Report back every line in the data that includes the string "collections".

Stored data entries
________________________

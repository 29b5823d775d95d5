/*!
 * Translation engine lifecycle and request entry points.
 *
 * The engine owns the repositories, the shared cache, and the compiled
 * rule set, and assembles a fresh pipeline for every request so that
 * concurrent translations never contend on pipeline state. Lifecycle and
 * error events are published on broadcast channels; subscribers only see
 * events emitted after they subscribe.
 */

use std::collections::HashMap;
use std::sync::Arc;
use std::time::Instant;

use anyhow::{Result, anyhow};
use log::{debug, info, warn};
use parking_lot::{Mutex, RwLock};
use tokio::sync::broadcast;
use uuid::Uuid;

use crate::app_config::EngineConfig;
use crate::errors::EngineError;
use crate::repositories::{
    DictionaryRepository, HistoryRecord, HistoryRepository, InMemoryDictionary, InMemoryHistory,
    InMemoryPhrases, PhraseRepository, SqliteRepository,
};
use crate::translation::cache::CacheManager;
use crate::translation::context::{MetadataValue, TranslationContext, metadata_keys};
use crate::translation::layers::{
    GrammarLayer, PostprocessingLayer, PreprocessingLayer, SubstitutionLayer, WordOrderLayer,
};
use crate::translation::pipeline::TranslationPipeline;
use crate::translation::result::{CacheMetrics, TranslationResult};
use crate::translation::rules::{self, RuleEngine};

/// Capacity of the state and error broadcast channels
const EVENT_CHANNEL_CAPACITY: usize = 16;

/// Lifecycle state of a translation engine
#[derive(Debug, Clone, Copy, PartialEq, Eq)]
pub enum EngineState {
    /// Created but not initialized
    Uninitialized,
    /// Initialization in flight
    Initializing,
    /// Accepting translation requests
    Ready,
    /// Initialization failed; `initialize` may be retried
    Error,
    /// Terminal state, no further requests accepted
    Disposed,
}

impl EngineState {
    pub fn to_lowercase_string(&self) -> String {
        match self {
            Self::Uninitialized => "uninitialized".to_string(),
            Self::Initializing => "initializing".to_string(),
            Self::Ready => "ready".to_string(),
            Self::Error => "error".to_string(),
            Self::Disposed => "disposed".to_string(),
        }
    }
}

impl std::fmt::Display for EngineState {
    fn fmt(&self, f: &mut std::fmt::Formatter<'_>) -> std::fmt::Result {
        write!(f, "{}", self.to_lowercase_string())
    }
}

impl std::str::FromStr for EngineState {
    type Err = anyhow::Error;

    fn from_str(s: &str) -> Result<Self> {
        match s.to_lowercase().as_str() {
            "uninitialized" => Ok(Self::Uninitialized),
            "initializing" => Ok(Self::Initializing),
            "ready" => Ok(Self::Ready),
            "error" => Ok(Self::Error),
            "disposed" => Ok(Self::Disposed),
            _ => Err(anyhow!("Invalid engine state: {}", s)),
        }
    }
}

/// Request counters kept by the engine
#[derive(Debug, Clone, Default)]
struct EngineCounters {
    total_requests: u64,
    successful_requests: u64,
    failed_requests: u64,
    total_processing_time_ms: u64,
}
/*!
 * Rule matching and application.
 *
 * Patterns are compiled once when the engine is built. At apply time the
 * engine repeatedly picks the single best matching rule for the current
 * text (highest priority, definition order on ties), rewrites every
 * non-overlapping occurrence, and re-scans the rewritten text until no
 * rule matches or the per-invocation application limit is reached.
 */

use std::collections::{HashMap, HashSet};

use log::{debug, warn};
use regex::{Regex, RegexBuilder};

use super::model::{Rule, RuleStage};
use crate::translation::context::TranslationContext;

/// Rule applications allowed per `apply` invocation
///
/// A rewrite can re-enable earlier rules, so termination needs a hard
/// limit in addition to retiring no-op rules.
pub const MAX_RULE_APPLICATIONS: usize = 32;

/// A rule with its compiled pattern and definition position
#[derive(Debug, Clone)]
pub struct CompiledRule {
    /// The rule definition
    pub rule: Rule,

    /// Compiled pattern, case sensitivity already applied
    regex: Regex,

    /// Position in definition order, for stable tie-breaking
    order_index: usize,
}

impl CompiledRule {
    /// Whether the pattern matches the given text
    pub fn matches(&self, text: &str) -> bool {
        self.regex.is_match(text)
    }
}

/// Result of applying a rule stage to a text
#[derive(Debug, Clone, Default)]
pub struct StageOutcome {
    /// Text after all applications
    pub text: String,

    /// Number of rule applications that changed the text
    pub applications: usize,

    /// Identifiers of the applied rules, in application order
    pub applied_rule_ids: Vec<String>,
}

/// Compiled rule set, indexed by stage
#[derive(Debug, Default)]
pub struct RuleEngine {
    /// Rules per stage, in definition order
    stages: HashMap<RuleStage, Vec<CompiledRule>>,

    /// Patterns that failed to compile, reported once at build time
    warnings: Vec<String>,
}

impl RuleEngine {
    /// Create an engine with no rules
    pub fn new() -> Self {
        Self::default()
    }

    /// Compile a rule collection into an engine
    ///
    /// Invalid patterns are skipped with a warning; they never fail the
    /// build.
    pub fn compile(rules: &[Rule]) -> Self {
        let mut engine = Self::new();

        for (order_index, rule) in rules.iter().enumerate() {
            let regex = RegexBuilder::new(&rule.pattern)
                .case_insensitive(!rule.case_sensitive)
                .build();

            match regex {
                Ok(regex) => {
                    engine
                        .stages
                        .entry(rule.stage)
                        .or_default()
                        .push(CompiledRule {
                            rule: rule.clone(),
                            regex,
                            order_index,
                        });
                }
                Err(e) => {
                    let message =
                        format!("rule '{}': invalid pattern: {}", rule.rule_id, e);
                    warn!("{}", message);
                    engine.warnings.push(message);
                }
            }
        }

        debug!(
            "Compiled {} rule(s), {} skipped",
            engine.len(),
            engine.warnings.len()
        );

        engine
    }

    /// Patterns skipped at build time
    pub fn warnings(&self) -> &[String] {
        &self.warnings
    }

    /// Total number of compiled rules
    pub fn len(&self) -> usize {
        self.stages.values().map(|rules| rules.len()).sum()
    }

    /// Check whether the engine holds no rules
    pub fn is_empty(&self) -> bool {
        self.len() == 0
    }

    /// Number of compiled rules in one stage
    pub fn stage_len(&self, stage: RuleStage) -> usize {
        self.stages.get(&stage).map_or(0, |rules| rules.len())
    }

    /// Apply every eligible rule of a stage to the text
    pub fn apply(
        &self,
        stage: RuleStage,
        text: &str,
        context: &TranslationContext,
    ) -> StageOutcome {
        self.apply_filtered(stage, text, context, |_| true)
    }

    /// Apply a stage with an additional per-rule filter
    ///
    /// The word-order layer uses the filter to restrict rules to those
    /// whose order tags match the language pair.
    pub fn apply_filtered<F>(
        &self,
        stage: RuleStage,
        text: &str,
        context: &TranslationContext,
        filter: F,
    ) -> StageOutcome
    where
        F: Fn(&Rule) -> bool,
    {
        let mut outcome = StageOutcome {
            text: text.to_string(),
            ..Default::default()
        };

        let Some(rules) = self.stages.get(&stage) else {
            return outcome;
        };

        // Rules whose application changed nothing; retired for the rest of
        // this invocation so they cannot loop
        let mut retired: HashSet<usize> = HashSet::new();
        let mut attempts = 0;

        loop {
            if attempts >= MAX_RULE_APPLICATIONS {
                warn!(
                    "Rule application limit reached for stage {} ({} applications)",
                    stage, attempts
                );
                break;
            }

            let chosen = rules
                .iter()
                .filter(|cr| !retired.contains(&cr.order_index))
                .filter(|cr| filter(&cr.rule))
                .filter(|cr| {
                    cr.rule
                        .applies_to_pair(&context.source_language, &context.target_language)
                })
                .filter(|cr| cr.rule.conditions_hold(&outcome.text, context))
                .filter(|cr| cr.matches(&outcome.text))
                .max_by_key(|cr| (cr.rule.priority, std::cmp::Reverse(cr.order_index)));

            let Some(chosen) = chosen else {
                break;
            };

            attempts += 1;

            let rewritten = chosen
                .regex
                .replace_all(&outcome.text, chosen.rule.replacement.as_str())
                .into_owned();

            if rewritten == outcome.text {
                retired.insert(chosen.order_index);
                continue;
            }

            debug!(
                "Applied rule '{}' ({}): '{}' -> '{}'",
                chosen.rule.rule_id, stage, outcome.text, rewritten
            );

            outcome.text = rewritten;
            outcome.applications += 1;
            outcome.applied_rule_ids.push(chosen.rule.rule_id.clone());
        }

        outcome
    }
}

________________________

**Task output**:
use std::collections::HashMap;
use std::collections::{HashMap, HashSet};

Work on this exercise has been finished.